Part 0: Making Myself Get Into A Project

Right, so there is this guy called Pieter Levels. You might have seen his vibe coded flight simulator thing - the one that kinda blew up and made an ungodly amount of money, which, you know, hats off. My friend sent me the link, we had a laugh about how replicating that luck (or skill) wasn’t going to happen for us.

So of course a few days later Pieter announces a Vibe Coding competition. He basically left me no choice. I had to drop what I was doing and figure out how to build a WebGL game, runnable on mobile, in about two weeks (starting late, naturally).

Now, if I was going to do this, I was going to win. Narrator: He was not going to win.

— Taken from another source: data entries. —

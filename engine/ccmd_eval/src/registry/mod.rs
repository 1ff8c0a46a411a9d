//! Function registry.
//!
//! Maps function names to descriptors. A descriptor records the accepted
//! arity, whether the function is pure or touches a host collaborator, and
//! whether its result is written back into the variable named by its first
//! argument. The registry is built once and shared read-only by every
//! evaluation through [`SharedRegistry`].

use std::fmt;
use std::sync::Arc;

use async_trait::async_trait;
use ccmd_value::{Context, Value};
use rustc_hash::FxHashMap;

use crate::config::EngineConfig;
use crate::errors::{wrong_arg_count, FnError, FnResult};
use crate::host::{Platform, Store};

/// Number of arguments a function accepts.
#[derive(Clone, Copy, Debug, PartialEq, Eq)]
pub enum Arity {
    Exact(usize),
    AtLeast(usize),
    /// Inclusive range.
    Between(usize, usize),
}

impl Arity {
    pub fn accepts(self, count: usize) -> bool {
        match self {
            Arity::Exact(n) => count == n,
            Arity::AtLeast(n) => count >= n,
            Arity::Between(lo, hi) => (lo..=hi).contains(&count),
        }
    }
}

impl fmt::Display for Arity {
    fn fmt(&self, f: &mut fmt::Formatter<'_>) -> fmt::Result {
        let noun = |n: usize| if n == 1 { "argument" } else { "arguments" };
        match *self {
            Arity::Exact(n) => write!(f, "{n} {}", noun(n)),
            Arity::AtLeast(n) => write!(f, "at least {n} {}", noun(n)),
            Arity::Between(lo, hi) => write!(f, "{lo} to {hi} {}", noun(hi)),
        }
    }
}

/// Effect classification of a function.
#[derive(Clone, Copy, Debug, PartialEq, Eq, Hash)]
pub enum Effect {
    /// Deterministic apart from explicit randomness; no host access.
    Pure,
    /// Reaches the platform or the store.
    Effecting,
}

/// Where a function's result goes.
#[derive(Clone, Copy, Debug, Default, PartialEq, Eq, Hash)]
pub enum WriteBack {
    /// The result is the directive's value.
    #[default]
    None,
    /// When the first argument is a bare `$var`, the result replaces that
    /// variable and the directive renders nothing.
    FirstArgument,
}

/// Everything an effecting function may reach.
pub struct CallContext<'a> {
    pub context: &'a Context,
    pub platform: &'a dyn Platform,
    pub store: &'a dyn Store,
    pub config: &'a EngineConfig,
}

impl CallContext<'_> {
    /// Identifier of the invoking user, if the context has one.
    pub fn invoker_id(&self) -> Option<String> {
        self.context.lookup_id(&["User", "ID"])
    }

    /// Identifier of the channel the template runs in, if any.
    pub fn channel_id(&self) -> Option<String> {
        self.context.lookup_id(&["Channel", "ID"])
    }
}

/// A pure function over already-evaluated arguments.
pub type PureFn = fn(&[Value]) -> FnResult;

/// A function that performs host I/O.
#[async_trait]
pub trait EffectingFunction: Send + Sync {
    async fn call(&self, cx: &CallContext<'_>, args: Vec<Value>) -> FnResult;
}

/// How a function is invoked.
#[derive(Clone)]
pub enum Callable {
    Pure(PureFn),
    Effecting(Arc<dyn EffectingFunction>),
}

impl Callable {
    pub fn effect(&self) -> Effect {
        match self {
            Callable::Pure(_) => Effect::Pure,
            Callable::Effecting(_) => Effect::Effecting,
        }
    }
}

impl fmt::Debug for Callable {
    fn fmt(&self, f: &mut fmt::Formatter<'_>) -> fmt::Result {
        match self {
            Callable::Pure(_) => f.write_str("Callable::Pure"),
            Callable::Effecting(_) => f.write_str("Callable::Effecting"),
        }
    }
}

/// A registered function.
#[derive(Clone, Debug)]
pub struct FunctionDescriptor {
    pub name: String,
    pub arity: Arity,
    pub callable: Callable,
    pub write_back: WriteBack,
}

impl FunctionDescriptor {
    pub fn pure(name: impl Into<String>, arity: Arity, f: PureFn) -> Self {
        FunctionDescriptor {
            name: name.into(),
            arity,
            callable: Callable::Pure(f),
            write_back: WriteBack::None,
        }
    }

    pub fn effecting(
        name: impl Into<String>,
        arity: Arity,
        f: impl EffectingFunction + 'static,
    ) -> Self {
        FunctionDescriptor {
            name: name.into(),
            arity,
            callable: Callable::Effecting(Arc::new(f)),
            write_back: WriteBack::None,
        }
    }

    #[must_use]
    pub fn with_write_back(mut self, write_back: WriteBack) -> Self {
        self.write_back = write_back;
        self
    }

    #[inline]
    pub fn effect(&self) -> Effect {
        self.callable.effect()
    }

    /// Validate an argument count against the declared arity.
    pub fn check_arity(&self, count: usize) -> Result<(), FnError> {
        if self.arity.accepts(count) {
            Ok(())
        } else {
            Err(wrong_arg_count(self.arity, count))
        }
    }
}

/// Name to descriptor table.
#[derive(Clone, Debug, Default)]
pub struct FunctionRegistry {
    functions: FxHashMap<String, FunctionDescriptor>,
}

impl FunctionRegistry {
    /// An empty registry. Every call is an unknown function.
    pub fn new() -> Self {
        Self::default()
    }

    /// A registry holding every built-in function.
    pub fn with_builtins() -> Self {
        let mut registry = Self::new();
        crate::functions::register_builtins(&mut registry);
        registry
    }

    /// Add or replace a function. Returns the descriptor it replaced.
    pub fn register(&mut self, descriptor: FunctionDescriptor) -> Option<FunctionDescriptor> {
        self.functions.insert(descriptor.name.clone(), descriptor)
    }

    pub fn register_pure(&mut self, name: &str, arity: Arity, f: PureFn) {
        self.register(FunctionDescriptor::pure(name, arity, f));
    }

    pub fn register_effecting(
        &mut self,
        name: &str,
        arity: Arity,
        f: impl EffectingFunction + 'static,
    ) {
        self.register(FunctionDescriptor::effecting(name, arity, f));
    }

    pub fn get(&self, name: &str) -> Option<&FunctionDescriptor> {
        self.functions.get(name)
    }

    pub fn contains(&self, name: &str) -> bool {
        self.functions.contains_key(name)
    }

    pub fn len(&self) -> usize {
        self.functions.len()
    }

    pub fn is_empty(&self) -> bool {
        self.functions.is_empty()
    }

    /// All descriptors, sorted by name.
    pub fn sorted(&self) -> Vec<&FunctionDescriptor> {
        let mut all: Vec<_> = self.functions.values().collect();
        all.sort_by(|a, b| a.name.cmp(&b.name));
        all
    }
}

/// Read-only registry shared across evaluations and threads.
pub struct SharedRegistry<T>(Arc<T>);

impl<T> SharedRegistry<T> {
    pub fn new(registry: T) -> Self {
        SharedRegistry(Arc::new(registry))
    }
}

impl<T> Clone for SharedRegistry<T> {
    fn clone(&self) -> Self {
        SharedRegistry(Arc::clone(&self.0))
    }
}

impl<T> std::ops::Deref for SharedRegistry<T> {
    type Target = T;

    fn deref(&self) -> &Self::Target {
        &self.0
    }
}

impl<T: fmt::Debug> fmt::Debug for SharedRegistry<T> {
    fn fmt(&self, f: &mut fmt::Formatter<'_>) -> fmt::Result {
        write!(f, "SharedRegistry({:?})", &*self.0)
    }
}

#[cfg(test)]
mod tests;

But this was also about seeing how far I could take this whole vibe coding nonsense. I’ve come to believe pretty strongly that AI isn’t just some tool, and vibe coding isn’t for toy projects only. I wanted to make something that feels more engineered, something that feels like a real game.

Here is something I think about often: Seeing AI as a tool is mostly not keeping up with what it can do, and seeing it as a person or entity misses the point.

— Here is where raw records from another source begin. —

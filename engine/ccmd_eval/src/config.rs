//! Engine configuration.
//!
//! Every field has a default, so a config file only needs to name what it
//! changes. Quotas bound the work a single evaluation may do; the query
//! policy is the whitelist for `dbQuery` and friends.

use std::collections::BTreeMap;
use std::time::Duration;

use ccmd_value::Value;
use serde::Deserialize;

/// Default cap on template length in bytes.
pub const DEFAULT_MAX_TEMPLATE_LEN: usize = 64 * 1024;
/// Default cap on directives evaluated per template.
pub const DEFAULT_MAX_DIRECTIVES: usize = 500;
/// Default cap on nested expression depth.
pub const DEFAULT_MAX_DEPTH: usize = 16;
/// Default cap on effecting calls per evaluation.
pub const DEFAULT_MAX_EFFECT_CALLS: usize = 50;
/// Default cap on rendered output length in bytes.
pub const DEFAULT_MAX_OUTPUT_LEN: usize = 1024 * 1024;

/// How a string stored in a variable is treated when a property path is
/// applied to it.
#[derive(Clone, Copy, Debug, Default, PartialEq, Eq, Deserialize)]
#[serde(rename_all = "snake_case")]
pub enum JsonFallback {
    /// Parse only strings that look like a JSON object or array.
    #[default]
    Structured,
    /// Parse any string that is valid JSON, including strings reached
    /// part way along a path.
    Permissive,
}

impl JsonFallback {
    /// Parse `text` under this policy.
    pub fn parse(self, text: &str) -> Option<Value> {
        if self == JsonFallback::Structured {
            let trimmed = text.trim_start();
            if !trimmed.starts_with('{') && !trimmed.starts_with('[') {
                return None;
            }
        }
        Value::parse_json(text)
    }
}

/// Whitelist for structured registry queries.
#[derive(Clone, Debug, PartialEq, Eq, Deserialize)]
#[serde(default)]
pub struct QueryPolicy {
    /// Queryable tables and, for each, the columns that may be filtered on
    /// and returned.
    pub tables: BTreeMap<String, Vec<String>>,
    /// Upper bound on rows returned by one query.
    pub max_rows: usize,
    /// Time allowed for one query before it is abandoned.
    pub query_timeout_ms: u64,
}

impl QueryPolicy {
    /// Allow `table` with the given columns.
    #[must_use]
    pub fn with_table<I, S>(mut self, table: &str, columns: I) -> Self
    where
        I: IntoIterator<Item = S>,
        S: Into<String>,
    {
        self.tables.insert(
            table.to_string(),
            columns.into_iter().map(Into::into).collect(),
        );
        self
    }

    /// Columns allowed on `table`, or `None` if the table is not queryable.
    pub fn allowed_columns(&self, table: &str) -> Option<&[String]> {
        self.tables.get(table).map(Vec::as_slice)
    }

    /// Clamp a requested row count to `max_rows`.
    pub fn clamp_limit(&self, requested: Option<usize>) -> usize {
        requested.map_or(self.max_rows, |n| n.min(self.max_rows))
    }

    pub fn timeout(&self) -> Duration {
        Duration::from_millis(self.query_timeout_ms)
    }
}

impl Default for QueryPolicy {
    fn default() -> Self {
        QueryPolicy {
            tables: BTreeMap::new(),
            max_rows: 25,
            query_timeout_ms: 2000,
        }
    }
}

/// Engine-wide settings shared by every evaluation.
#[derive(Clone, Debug, PartialEq, Eq, Deserialize)]
#[serde(default)]
pub struct EngineConfig {
    pub max_template_len: usize,
    pub max_directives: usize,
    pub max_depth: usize,
    pub max_effect_calls: usize,
    pub max_output_len: usize,
    pub json_fallback: JsonFallback,
    pub query: QueryPolicy,
}

impl EngineConfig {
    /// Parse a configuration from JSON text. Missing fields take defaults.
    pub fn from_json_str(text: &str) -> Result<Self, serde_json::Error> {
        serde_json::from_str(text)
    }
}

impl Default for EngineConfig {
    fn default() -> Self {
        EngineConfig {
            max_template_len: DEFAULT_MAX_TEMPLATE_LEN,
            max_directives: DEFAULT_MAX_DIRECTIVES,
            max_depth: DEFAULT_MAX_DEPTH,
            max_effect_calls: DEFAULT_MAX_EFFECT_CALLS,
            max_output_len: DEFAULT_MAX_OUTPUT_LEN,
            json_fallback: JsonFallback::default(),
            query: QueryPolicy::default(),
        }
    }
}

I think of it more like a basic resource - raw intelligence. More like water or sand. You can get more or less of it, it has different quality, and your job is to build the setup to use that intelligence well. Consider the term Artificial Intelligence itself - you can focus on the Artificial part, treating it like a distinct person or thing. Or, you can focus on the Intelligence - like it’s a substance. I think of it like artificial sand: a pile of stuff you can shape and build with, with more or less of it available depending on the source.

This jam wasn’t starting from zero for me. I’d already spent months building AI workflows, tools, and prompt tricks. So I had a lot of the groundwork ready - the setup to channel that intelligence. You could say I started this game months ago, by building that setup.

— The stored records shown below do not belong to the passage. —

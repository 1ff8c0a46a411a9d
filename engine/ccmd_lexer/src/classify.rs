//! Directive classification.
//!
//! Classification is deterministic and never fails. In order:
//!
//! 1. `$name := rhs` or `$name = rhs` is an assignment.
//! 2. Text starting with the sigil or the context prefix is a path reference.
//! 3. Anything else is a function call: the first whitespace-delimited word
//!    is the function name and the rest is its argument text.

/// Prefix marking a variable reference.
pub const SIGIL: char = '$';
/// Prefix marking a context path.
pub const CONTEXT_PREFIX: char = '.';

/// Classification tag of a directive.
#[derive(Clone, Copy, Debug, PartialEq, Eq, Hash)]
pub enum DirectiveKind {
    Assignment,
    PathReference,
    FunctionCall,
}

/// Which assignment operator was written.
#[derive(Clone, Copy, Debug, PartialEq, Eq, Hash)]
pub enum AssignOp {
    /// `:=`
    Declare,
    /// `=`
    Reassign,
}

/// A classified directive expression, borrowing from the template.
#[derive(Clone, Copy, Debug, PartialEq, Eq)]
pub enum Expr<'a> {
    /// `$name := rhs`. `name` has the sigil stripped; `rhs` is trimmed.
    Assignment {
        name: &'a str,
        op: AssignOp,
        rhs: &'a str,
    },
    /// `$var.path` or `.Context.Path`, trimmed.
    PathReference(&'a str),
    /// `name rest...`. `rest` is the untrimmed-on-the-right argument text.
    FunctionCall { name: &'a str, rest: &'a str },
}

impl Expr<'_> {
    /// The classification tag.
    pub fn kind(&self) -> DirectiveKind {
        match self {
            Expr::Assignment { .. } => DirectiveKind::Assignment,
            Expr::PathReference(_) => DirectiveKind::PathReference,
            Expr::FunctionCall { .. } => DirectiveKind::FunctionCall,
        }
    }
}

/// Classify the inner text of a directive (or a nested expression).
pub fn classify(inner: &str) -> Expr<'_> {
    let text = inner.trim();
    if let Some(assignment) = split_assignment(text) {
        return assignment;
    }
    if text.starts_with(SIGIL) || text.starts_with(CONTEXT_PREFIX) {
        return Expr::PathReference(text);
    }
    match text.find(char::is_whitespace) {
        Some(i) => Expr::FunctionCall {
            name: &text[..i],
            rest: text[i..].trim_start(),
        },
        None => Expr::FunctionCall {
            name: text,
            rest: "",
        },
    }
}

/// Split `$name := rhs` at the first `=`.
///
/// The left-hand side must be exactly a sigil plus an identifier, so the
/// first `=` in the text is the operator or this is not an assignment.
fn split_assignment(text: &str) -> Option<Expr<'_>> {
    let eq = text.find('=')?;
    if text[eq + 1..].starts_with('=') {
        return None;
    }
    let (lhs, op) = match text[..eq].strip_suffix(':') {
        Some(lhs) => (lhs, AssignOp::Declare),
        None => (&text[..eq], AssignOp::Reassign),
    };
    let name = lhs.trim().strip_prefix(SIGIL)?;
    if !is_identifier(name) {
        return None;
    }
    Some(Expr::Assignment {
        name,
        op,
        rhs: text[eq + 1..].trim(),
    })
}

/// Whether `text` is a non-empty run of ASCII word characters.
pub fn is_identifier(text: &str) -> bool {
    !text.is_empty() && text.bytes().all(is_word_byte)
}

#[inline]
pub(crate) fn is_word_byte(b: u8) -> bool {
    b.is_ascii_alphanumeric() || b == b'_'
}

My plan for the jam was simple: shove as much AI as possible into every orifice and hope for the best.

Part 1: Making AI Make Ideas

To start, you need ideas. So, first task: throw AI at the problem. I used ChatGPT 4.5 for the creative brainstorming.

The speed was surprising. In its second reply, the first idea it listed was “Event Horizon - Black Hole Arena.” It wasn’t just any idea; it felt right. Dynamic, unique.

AI suggestion for Event Horizon - Black Hole Arena — Picture me stepping away, pouring a whiskey, returning, taking a sip, and saying, 'Yeah, this is the shit.'

Core idea sorted. I started building a prototype. Later, needing more ideas: two more prompts in that same chat, using my standard structure (context dump + concise request), and it gave me the unique mechanics: “quantum stuff” like entanglement and “time echoes.”

Four prompts. It gave me the theme, name (Echoes), and core ideas almost instantly.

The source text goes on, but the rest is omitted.